Por isto um ponto importante desta montagem é evitar os estereótipos (tais como a cerejeira, a casa japonesa, etc.), investindo na sugestão de volumes, de cores, e de certa forma fugindo do realismo, resgatando sua essência pela simplicidade, e não pelo excesso.

Chega a ser uma montagem “simbolista”?

Não. Acho que esta montagem está mais para abstrata do que para simbólica, mas apesar disto, todos os códigos dramáticos e seus personagens estão preservados. Sei que seria mais fácil e confortável cair no estereótipo. Mas para mim a “Madama Butterfly” é uma ópera contemplativa. Não pode existir poluição visual e de movimentos. Investi o mínimo em efeitos chamativos, para buscando sua essência e ficando ao máximo na sombra.

Com tudo mais simples, tudo então fica mais exposto. Os cantores, a orquestra e a própria música ficarão mais expostos, e assim a própria obra fica mais valorizada.

Como é trabalhar a dramaturgia com cantores de ópera?

A diferença do trabalho entre um cantor e um ator é que o cantor lírico tem que ter um entendimento muito musical da obra, pois todas as dicas de interpretação dramática estão na própria música. Muito vezes, com atores, eu fico trabalhando meses sua entonação, a “música” contida num texto sem partitura. O cantor, por sua vez, tem sua tem sua partitura, sua música. Mas isto que é uma vantagem é, de certa forma, também uma desvantagem, pois ele não se pode deixar levar pela emoção, pois pode se prejudicar tecnicamente. Ele não pode se entregar passionalmente a um personagem.

No fundo, não adianta fazer o mesmo trabalho que um ator de teatro, pois a diferença é que no teatro um personagem vai amadurecendo ao longo meses.

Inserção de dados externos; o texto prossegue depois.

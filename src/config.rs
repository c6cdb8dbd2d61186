use crate::market::quote::DEFAULT_QUOTE_URL;
use crate::market::{GatewayEndpoint, SessionConfig};
use std::collections::HashMap;
use std::path::PathBuf;
use std::str::FromStr;
use std::time::Duration;
use thiserror::Error;

#[derive(Debug, Clone)]
pub struct Config {
    pub port: u16,
    pub journal_path: PathBuf,
    pub gateway: GatewayEndpoint,
    pub ticker_refresh_ms: u64,
    pub keepalive_ms: u64,
    pub quote_fallback_url: String,
    pub auto_connect: bool,
}

#[derive(Debug, Error)]
pub enum ConfigError {
    #[error("Missing required environment variable: {0}")]
    MissingEnv(String),
    #[error("Invalid value for {0}: {1}")]
    InvalidValue(String, String),
}

impl Config {
    pub fn from_env() -> Result<Self, ConfigError> {
        Self::from_env_map(std::env::vars().collect())
    }

    pub fn from_env_map(env_map: HashMap<String, String>) -> Result<Self, ConfigError> {
        let port = parse_or(&env_map, "PORT", 8080u16, "must be a valid u16")?;

        let journal_path = env_map
            .get("JOURNAL_PATH")
            .filter(|s| !s.trim().is_empty())
            .map(PathBuf::from)
            .ok_or_else(|| ConfigError::MissingEnv("JOURNAL_PATH".to_string()))?;

        let gateway = GatewayEndpoint {
            host: env_map
                .get("GATEWAY_HOST")
                .cloned()
                .unwrap_or_else(|| "127.0.0.1".to_string()),
            port: parse_or(&env_map, "GATEWAY_PORT", 7496u16, "must be a valid u16")?,
            client_id: parse_or(&env_map, "GATEWAY_CLIENT_ID", 1i64, "must be a valid i64")?,
        };

        let ticker_refresh_ms = parse_interval(&env_map, "TICKER_REFRESH_MS", 1000)?;
        let keepalive_ms = parse_interval(&env_map, "KEEPALIVE_MS", 7500)?;

        let quote_fallback_url = env_map
            .get("QUOTE_FALLBACK_URL")
            .cloned()
            .unwrap_or_else(|| DEFAULT_QUOTE_URL.to_string());

        let auto_connect = match env_map
            .get("AUTO_CONNECT")
            .map(|s| s.as_str())
            .unwrap_or("false")
        {
            "true" | "1" => true,
            "false" | "0" => false,
            other => {
                return Err(ConfigError::InvalidValue(
                    "AUTO_CONNECT".to_string(),
                    format!("must be true or false, got {}", other),
                ))
            }
        };

        Ok(Config {
            port,
            journal_path,
            gateway,
            ticker_refresh_ms,
            keepalive_ms,
            quote_fallback_url,
            auto_connect,
        })
    }

    pub fn session_config(&self) -> SessionConfig {
        SessionConfig {
            ticker_refresh: Duration::from_millis(self.ticker_refresh_ms),
            keepalive: Duration::from_millis(self.keepalive_ms),
        }
    }
}

fn parse_or<T: FromStr>(
    env_map: &HashMap<String, String>,
    key: &str,
    default: T,
    reason: &str,
) -> Result<T, ConfigError> {
    match env_map.get(key) {
        Some(raw) => raw
            .trim()
            .parse::<T>()
            .map_err(|_| ConfigError::InvalidValue(key.to_string(), reason.to_string())),
        None => Ok(default),
    }
}

/// Worker intervals must be non-zero.
fn parse_interval(env_map: &HashMap<String, String>, key: &str, default: u64) -> Result<u64, ConfigError> {
    let ms = parse_or(env_map, key, default, "must be a positive integer")?;
    if ms == 0 {
        return Err(ConfigError::InvalidValue(
            key.to_string(),
            "must be a positive integer".to_string(),
        ));
    }
    Ok(ms)
}
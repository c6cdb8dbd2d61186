use crate::journal::JournalError;
use crate::market::{GatewayError, SessionError};
use axum::{
    http::StatusCode,
    response::{IntoResponse, Response},
    Json,
};
use serde_json::json;
use thiserror::Error;

#[derive(Debug, Error)]
pub enum AppError {
    #[error("Internal server error: {0}")]
    Internal(String),
    #[error("Not found: {0}")]
    NotFound(String),
    #[error("Bad request: {0}")]
    BadRequest(String),
    #[error("Conflict: {0}")]
    Conflict(String),
    #[error("Service unavailable: {0}")]
    Unavailable(String),
}

impl From<JournalError> for AppError {
    fn from(err: JournalError) -> Self {
        match err {
            JournalError::UnknownTrade(_) => AppError::NotFound(err.to_string()),
            JournalError::Closed => AppError::Unavailable(err.to_string()),
            _ => AppError::Internal(err.to_string()),
        }
    }
}

impl From<SessionError> for AppError {
    fn from(err: SessionError) -> Self {
        match err {
            SessionError::Busy(_) | SessionError::NotConnected => AppError::Conflict(err.to_string()),
            SessionError::Gateway(GatewayError::Unavailable(_)) => AppError::Unavailable(err.to_string()),
            SessionError::Gateway(_) => AppError::Internal(err.to_string()),
        }
    }
}

impl IntoResponse for AppError {
    fn into_response(self) -> Response {
        let (status, error_message) = match self {
            AppError::Internal(msg) => (StatusCode::INTERNAL_SERVER_ERROR, msg),
            AppError::NotFound(msg) => (StatusCode::NOT_FOUND, msg),
            AppError::BadRequest(msg) => (StatusCode::BAD_REQUEST, msg),
            AppError::Conflict(msg) => (StatusCode::CONFLICT, msg),
            AppError::Unavailable(msg) => (StatusCode::SERVICE_UNAVAILABLE, msg),
        };

        let body = Json(json!({
            "error": error_message,
        }));

        (status, body).into_response()
    }
}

Na ópera, ele tem que estar pronto já na primeira récita, pois depois de uma semana tudo estará acabado.

Neste sentido, é uma experiência rara a que estou tendo com o musical “West Side Story”, onde observei o processo de amadurecimento cênico muito grande nos cantores.

E se pudesse escolher seu próximo projeto em ópera, qual obra gostaria de dirigir?

“Tosca”, de Puccini, porque é teatro puro.


Serviço:

“Madama Butterfly”, de Giacomo Puccini
Direção cênica: Jorge Takla
Direção musical: Jamil Maluf
Cenários: Tomie Ohtake
Figurinos: Fabio Namatame
Elenco: Eiko Senda/Laura de Souza (Cio-Cio-San), Paul Charles Clarke/Marcello Vannucci (Pinkerton), Silvia Tessuto (Suzuki) e Lício Bruno (Sharpless).
Orquestra Experimental de Repertório e Coral Lírico
Theatro Municipal de São Paulo, dias 21, 23, 25 e 27 de junho, às 20h30; dia 29, às 17h. Ingressos entre R$ 20 e R$ 40.